ITEA 2016 was in Reston, VA October 3-5!
We gave the talk Applied Text Analytics for Test and Evaluation
Your test may have text or unstructured data such as a survey free-form text field, mission reports, failure/incident reports, or other known text-intensive data elements. There may also be some other opportunities to exploit unstructured data such as voice-to-text translations of events, previous test reports, web-scraping, or other sources of potentially valuable information that is just waiting to be analyzed. Text analytics may not be required if there are only a few open-ended survey questions given to a handful of operators, but in many instances the size of the text corpus will be too large to efficiently analyze without some automated methods.
This tutorial will provide an introduction to the exploration of text data to discover ultimately useful relationships to support the test process.

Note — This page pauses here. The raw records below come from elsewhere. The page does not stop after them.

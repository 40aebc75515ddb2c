use crate::transition::QpState;

pub type Result<T> = std::result::Result<T, QpError>;

#[derive(Debug, thiserror::Error)]
pub enum QpError {
    #[error("failed to create {resource}: {source}")]
    ResourceCreation {
        resource: &'static str,
        #[source]
        source: std::io::Error,
    },

    #[error("ibv_modify_qp {from} -> {to} failed (errno={errno})")]
    StateTransition {
        from: QpState,
        to: QpState,
        errno: i32,
    },

    #[error("cannot move queue pair to {attempted}: it is {current}, expected {required}")]
    InvalidTransition {
        current: QpState,
        attempted: QpState,
        required: QpState,
    },

    #[error("queue pair already closed")]
    Closed,

    #[error("{op} failed (errno={errno})")]
    PostFailed { op: &'static str, errno: i32 },

    #[error("{op} is not allowed while the queue pair is {state}")]
    NotReady { op: &'static str, state: QpState },

    #[error("{op} requires a memory region")]
    MissingMemoryRegion { op: &'static str },

    #[error("invalid parameters: {0}")]
    InvalidParameters(String),

    #[error("failed to destroy {resource} (errno={errno})")]
    Teardown { resource: &'static str, errno: i32 },

    #[error("device error: {message}")]
    Device {
        message: String,
        #[source]
        source: Option<std::io::Error>,
    },

    #[error("work completion failed (status={status}, vendor_err={vendor_err}, wr_id={wr_id})")]
    CompletionFailed {
        status: u32,
        vendor_err: u32,
        wr_id: u64,
    },

    #[error("timed out after {timeout_ms}ms waiting for {expected} completions ({received} received)")]
    Timeout {
        timeout_ms: u64,
        expected: usize,
        received: usize,
    },
}

impl QpError {
    /// Create a `Device` error with just a message.
    pub fn device(msg: impl Into<String>) -> Self {
        Self::Device {
            message: msg.into(),
            source: None,
        }
    }

    /// Create a `Device` error from the calling thread's last OS error.
    pub fn device_os(msg: impl Into<String>) -> Self {
        Self::Device {
            message: msg.into(),
            source: Some(std::io::Error::last_os_error()),
        }
    }

    /// Create an `InvalidParameters` error.
    pub fn invalid(msg: impl Into<String>) -> Self {
        Self::InvalidParameters(msg.into())
    }

    /// Build a `ResourceCreation` error from the calling thread's last OS error.
    pub(crate) fn creation(resource: &'static str) -> Self {
        let source = std::io::Error::last_os_error();
        tracing::debug!("{resource} creation failed: {source}");
        Self::ResourceCreation { resource, source }
    }

    /// The driver error code carried by this error, if any.
    pub fn errno(&self) -> Option<i32> {
        match self {
            Self::ResourceCreation { source, .. } => source.raw_os_error(),
            Self::StateTransition { errno, .. }
            | Self::PostFailed { errno, .. }
            | Self::Teardown { errno, .. } => Some(*errno),
            _ => None,
        }
    }
}
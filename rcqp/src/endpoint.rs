//! Connection parameters exchanged out of band before the handshake.

use crate::error::{QpError, Result};
use crate::psn::{PSN_MASK, Psn};

/// A 128-bit port address (InfiniBand GID / RoCE IPv6-mapped address).
#[derive(Debug, Clone, Copy, PartialEq, Eq, Hash, Default)]
pub struct Gid(pub [u8; 16]);

impl Gid {
    pub const ZERO: Gid = Gid([0; 16]);

    pub fn is_zero(&self) -> bool {
        self.0.iter().all(|&b| b == 0)
    }

    pub fn raw(&self) -> [u8; 16] {
        self.0
    }
}

impl std::fmt::Display for Gid {
    fn fmt(&self, f: &mut std::fmt::Formatter<'_>) -> std::fmt::Result {
        for (i, pair) in self.0.chunks(2).enumerate() {
            if i > 0 {
                f.write_str(":")?;
            }
            write!(f, "{:02x}{:02x}", pair[0], pair[1])?;
        }
        Ok(())
    }
}

/// The local side of a connection: the physical port and the GID table entry
/// its address was read from. The same index is the GRH source GID once the
/// peer is routed globally.
#[derive(Debug, Clone, Copy, PartialEq, Eq)]
pub struct LocalPort {
    pub port: u8,
    pub gid_index: u8,
}

impl LocalPort {
    /// `port` with GID index 0.
    pub const fn new(port: u8) -> Self {
        Self { port, gid_index: 0 }
    }
}

/// Everything a peer must know to drive its queue pair to ready-to-receive.
///
/// `gid` selects routing: a non-zero GID addresses the peer through a global
/// route header (required on RoCE); a zero GID falls back to LID routing.
#[derive(Debug, Clone, Copy, PartialEq, Eq)]
pub struct ConnectionParameters {
    pub qp_num: u32,
    pub psn: Psn,
    pub lid: u16,
    pub gid: Gid,
}

/// Serialized size: qp_num(4) + psn(4) + lid(2) + gid(16).
pub const CONNECTION_PARAMETERS_SIZE: usize = 26;

impl ConnectionParameters {
    /// Checks the fields a ready-to-receive transition consumes.
    pub fn validate(&self) -> Result<()> {
        if self.qp_num == 0 {
            return Err(QpError::invalid("destination qp_num must be non-zero"));
        }
        if self.qp_num & !PSN_MASK != 0 {
            return Err(QpError::invalid(format!(
                "destination qp_num {:#x} exceeds 24 bits",
                self.qp_num
            )));
        }
        if self.lid == 0 && self.gid.is_zero() {
            return Err(QpError::invalid(
                "destination needs a LID or a GID to be addressable",
            ));
        }
        Ok(())
    }

    pub(crate) fn uses_grh(&self) -> bool {
        !self.gid.is_zero()
    }

    pub fn to_bytes(&self) -> [u8; CONNECTION_PARAMETERS_SIZE] {
        let mut buf = [0u8; CONNECTION_PARAMETERS_SIZE];
        buf[0..4].copy_from_slice(&self.qp_num.to_le_bytes());
        buf[4..8].copy_from_slice(&self.psn.get().to_le_bytes());
        buf[8..10].copy_from_slice(&self.lid.to_le_bytes());
        buf[10..26].copy_from_slice(&self.gid.0);
        buf
    }

    pub fn from_bytes(buf: &[u8]) -> Result<Self> {
        if buf.len() != CONNECTION_PARAMETERS_SIZE {
            return Err(QpError::invalid(format!(
                "connection parameters are {CONNECTION_PARAMETERS_SIZE} bytes, got {}",
                buf.len()
            )));
        }
        let raw_psn = u32::from_le_bytes([buf[4], buf[5], buf[6], buf[7]]);
        let psn = Psn::new(raw_psn)
            .ok_or_else(|| QpError::invalid(format!("psn {raw_psn:#x} exceeds 24 bits")))?;
        let mut gid = [0u8; 16];
        gid.copy_from_slice(&buf[10..26]);
        let params = Self {
            qp_num: u32::from_le_bytes([buf[0], buf[1], buf[2], buf[3]]),
            psn,
            lid: u16::from_le_bytes([buf[8], buf[9]]),
            gid: Gid(gid),
        };
        params.validate()?;
        Ok(params)
    }
}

We will demonstrate methods to quickly preprocess text data for issues such as parsing, removing misspellings, creating synonym groups, and specifying custom stop words that we do not want included in the analysis. We can easily create word frequency plots and wordclouds that provide some insight to topics and themes. Once we create a document term matrix (DTM), we have opened the gateway to advanced techniques. Multivariate statistical methods decompose this sparse DTM into a modest number of columns (factors) that allow for topic/theme extraction, grouping similar documents (e.g. survey subjects), grouping closely associated words, and finding which words are closest to a specific word. We will show how the text data can be transformed into a set of predictor variables to be used to help predict a response variable. We will also explore sentiment analysis techniques to characterize overall feelings and attitudes based on the input text and use association analysis (market basket analysis) to determine commonly occurring word groupings. The workshop will use relevant example surveys and incident reports and demonstrate text analytics using common software packages across the test community such as R and JMP.